**TASK PROMPT:** Copy out every line of the records in which "clone" can be found.
─── RECORDS PROVIDED ───
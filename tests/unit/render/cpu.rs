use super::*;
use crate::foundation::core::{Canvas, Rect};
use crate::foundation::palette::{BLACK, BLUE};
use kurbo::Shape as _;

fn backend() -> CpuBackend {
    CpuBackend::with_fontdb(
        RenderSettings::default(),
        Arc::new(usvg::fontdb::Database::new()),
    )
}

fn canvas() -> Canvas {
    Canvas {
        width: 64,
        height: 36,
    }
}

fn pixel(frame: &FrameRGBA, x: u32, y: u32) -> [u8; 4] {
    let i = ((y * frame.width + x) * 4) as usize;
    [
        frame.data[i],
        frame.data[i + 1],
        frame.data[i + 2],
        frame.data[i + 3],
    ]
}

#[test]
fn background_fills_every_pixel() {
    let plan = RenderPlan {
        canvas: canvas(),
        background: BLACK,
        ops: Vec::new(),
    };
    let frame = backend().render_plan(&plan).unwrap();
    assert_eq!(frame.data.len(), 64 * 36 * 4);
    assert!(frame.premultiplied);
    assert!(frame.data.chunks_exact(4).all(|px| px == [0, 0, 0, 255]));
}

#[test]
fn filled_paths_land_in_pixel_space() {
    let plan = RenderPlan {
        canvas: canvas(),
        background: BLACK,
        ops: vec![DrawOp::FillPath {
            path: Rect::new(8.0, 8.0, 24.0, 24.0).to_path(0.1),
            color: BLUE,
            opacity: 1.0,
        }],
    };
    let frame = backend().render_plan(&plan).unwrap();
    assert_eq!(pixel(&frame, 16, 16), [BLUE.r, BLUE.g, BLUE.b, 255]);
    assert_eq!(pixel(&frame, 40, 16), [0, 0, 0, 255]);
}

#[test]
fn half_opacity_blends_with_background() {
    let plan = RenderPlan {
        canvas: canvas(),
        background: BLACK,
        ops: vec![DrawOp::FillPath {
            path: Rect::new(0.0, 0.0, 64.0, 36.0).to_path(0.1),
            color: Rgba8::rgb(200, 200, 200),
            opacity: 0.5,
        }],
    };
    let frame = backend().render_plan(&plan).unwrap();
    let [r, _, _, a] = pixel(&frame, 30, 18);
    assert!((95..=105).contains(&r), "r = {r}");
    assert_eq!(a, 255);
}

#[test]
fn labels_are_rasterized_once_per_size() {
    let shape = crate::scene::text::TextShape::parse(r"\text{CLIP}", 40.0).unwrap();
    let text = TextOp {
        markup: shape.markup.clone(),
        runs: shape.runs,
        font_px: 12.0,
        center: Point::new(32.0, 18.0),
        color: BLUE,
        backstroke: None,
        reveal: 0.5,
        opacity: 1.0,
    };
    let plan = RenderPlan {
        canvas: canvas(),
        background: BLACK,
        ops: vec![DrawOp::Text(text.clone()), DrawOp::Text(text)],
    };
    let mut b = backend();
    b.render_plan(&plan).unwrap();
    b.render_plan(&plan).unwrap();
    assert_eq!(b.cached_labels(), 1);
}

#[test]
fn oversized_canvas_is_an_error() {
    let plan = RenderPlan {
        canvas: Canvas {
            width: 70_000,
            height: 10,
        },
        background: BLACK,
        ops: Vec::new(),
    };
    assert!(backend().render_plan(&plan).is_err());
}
───
**TASK ANSWER:**
        markup: shape.markup.clone(),
        ops: vec![DrawOp::Text(text.clone()), DrawOp::Text(text)],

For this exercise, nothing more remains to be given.